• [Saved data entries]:
::::

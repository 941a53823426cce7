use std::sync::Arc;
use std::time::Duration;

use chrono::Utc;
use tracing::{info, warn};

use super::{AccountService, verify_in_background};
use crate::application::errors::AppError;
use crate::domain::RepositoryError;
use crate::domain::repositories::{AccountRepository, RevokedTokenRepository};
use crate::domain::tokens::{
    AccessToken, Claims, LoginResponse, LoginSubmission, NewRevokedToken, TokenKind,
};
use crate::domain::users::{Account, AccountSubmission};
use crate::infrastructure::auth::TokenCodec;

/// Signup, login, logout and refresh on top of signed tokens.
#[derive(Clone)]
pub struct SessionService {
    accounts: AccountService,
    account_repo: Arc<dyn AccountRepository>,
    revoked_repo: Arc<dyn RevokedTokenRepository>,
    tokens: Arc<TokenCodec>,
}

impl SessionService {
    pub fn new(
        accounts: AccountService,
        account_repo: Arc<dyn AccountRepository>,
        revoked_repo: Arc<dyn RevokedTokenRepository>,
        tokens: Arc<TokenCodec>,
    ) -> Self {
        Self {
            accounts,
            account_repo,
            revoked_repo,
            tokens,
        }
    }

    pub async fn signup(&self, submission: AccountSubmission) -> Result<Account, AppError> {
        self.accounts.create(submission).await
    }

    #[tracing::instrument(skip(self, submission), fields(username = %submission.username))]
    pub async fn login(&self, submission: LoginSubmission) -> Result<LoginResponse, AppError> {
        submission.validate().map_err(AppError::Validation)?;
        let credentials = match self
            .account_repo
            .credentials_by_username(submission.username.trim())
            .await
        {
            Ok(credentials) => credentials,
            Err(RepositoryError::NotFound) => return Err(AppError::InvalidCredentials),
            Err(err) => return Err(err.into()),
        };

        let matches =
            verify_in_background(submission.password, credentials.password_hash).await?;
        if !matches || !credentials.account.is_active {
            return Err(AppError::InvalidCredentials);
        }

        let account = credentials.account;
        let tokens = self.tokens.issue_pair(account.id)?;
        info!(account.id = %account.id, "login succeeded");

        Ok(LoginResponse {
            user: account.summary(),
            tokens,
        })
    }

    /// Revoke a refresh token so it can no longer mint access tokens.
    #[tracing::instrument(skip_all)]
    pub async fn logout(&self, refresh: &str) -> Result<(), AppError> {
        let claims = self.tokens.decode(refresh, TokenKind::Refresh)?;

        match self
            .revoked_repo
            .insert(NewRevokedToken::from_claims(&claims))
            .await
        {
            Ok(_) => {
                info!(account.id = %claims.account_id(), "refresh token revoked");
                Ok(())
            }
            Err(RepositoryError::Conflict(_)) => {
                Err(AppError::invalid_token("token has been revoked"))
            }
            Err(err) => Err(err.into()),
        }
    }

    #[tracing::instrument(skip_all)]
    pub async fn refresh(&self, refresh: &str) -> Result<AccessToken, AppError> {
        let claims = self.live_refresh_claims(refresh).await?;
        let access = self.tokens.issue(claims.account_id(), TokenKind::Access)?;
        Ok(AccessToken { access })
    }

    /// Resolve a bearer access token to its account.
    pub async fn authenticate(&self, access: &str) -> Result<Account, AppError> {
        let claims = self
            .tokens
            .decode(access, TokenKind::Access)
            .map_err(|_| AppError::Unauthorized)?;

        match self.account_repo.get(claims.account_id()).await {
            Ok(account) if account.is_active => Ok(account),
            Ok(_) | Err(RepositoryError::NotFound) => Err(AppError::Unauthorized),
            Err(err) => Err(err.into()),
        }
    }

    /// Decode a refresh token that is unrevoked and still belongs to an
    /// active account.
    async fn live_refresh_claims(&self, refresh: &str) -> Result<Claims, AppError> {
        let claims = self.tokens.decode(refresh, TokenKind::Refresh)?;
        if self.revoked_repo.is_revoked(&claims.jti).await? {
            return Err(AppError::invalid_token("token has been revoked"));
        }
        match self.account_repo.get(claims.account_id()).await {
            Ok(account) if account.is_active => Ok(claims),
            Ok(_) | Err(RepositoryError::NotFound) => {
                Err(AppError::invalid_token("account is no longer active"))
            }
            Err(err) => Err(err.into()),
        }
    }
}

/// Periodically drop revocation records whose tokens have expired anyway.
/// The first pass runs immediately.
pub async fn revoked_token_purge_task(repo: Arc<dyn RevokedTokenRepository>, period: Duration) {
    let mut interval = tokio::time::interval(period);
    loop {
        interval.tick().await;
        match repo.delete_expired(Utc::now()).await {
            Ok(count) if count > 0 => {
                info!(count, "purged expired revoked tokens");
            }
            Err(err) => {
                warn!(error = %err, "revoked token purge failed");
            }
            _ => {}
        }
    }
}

::::

• [EXERCISE AIM]:
Please restate the records word for word. Go from the first line to the line with "return Err(AppError::InvalidCredentials);" and include both.

• [RESPONSE TO THIS TASK]:
repository 941a53823426cce7
use std::sync::Arc;
use std::time::Duration;

use chrono::Utc;
use tracing::{info, warn};

use super::{AccountService, verify_in_background};
use crate::application::errors::AppError;
use crate::domain::RepositoryError;
use crate::domain::repositories::{AccountRepository, RevokedTokenRepository};
use crate::domain::tokens::{
    AccessToken, Claims, LoginResponse, LoginSubmission, NewRevokedToken, TokenKind,
};
use crate::domain::users::{Account, AccountSubmission};
use crate::infrastructure::auth::TokenCodec;

/// Signup, login, logout and refresh on top of signed tokens.
#[derive(Clone)]
pub struct SessionService {
    accounts: AccountService,
    account_repo: Arc<dyn AccountRepository>,
    revoked_repo: Arc<dyn RevokedTokenRepository>,
    tokens: Arc<TokenCodec>,
}

impl SessionService {
    pub fn new(
        accounts: AccountService,
        account_repo: Arc<dyn AccountRepository>,
        revoked_repo: Arc<dyn RevokedTokenRepository>,
        tokens: Arc<TokenCodec>,
    ) -> Self {
        Self {
            accounts,
            account_repo,
            revoked_repo,
            tokens,
        }
    }

    pub async fn signup(&self, submission: AccountSubmission) -> Result<Account, AppError> {
        self.accounts.create(submission).await
    }

    #[tracing::instrument(skip(self, submission), fields(username = %submission.username))]
    pub async fn login(&self, submission: LoginSubmission) -> Result<LoginResponse, AppError> {
        submission.validate().map_err(AppError::Validation)?;
        let credentials = match self
            .account_repo
            .credentials_by_username(submission.username.trim())
            .await
        {
            Ok(credentials) => credentials,
            Err(RepositoryError::NotFound) => return Err(AppError::InvalidCredentials),
            Err(err) => return Err(err.into()),
        };

        let matches =
            verify_in_background(submission.password, credentials.password_hash).await?;
        if !matches || !credentials.account.is_active {
            return Err(AppError::InvalidCredentials);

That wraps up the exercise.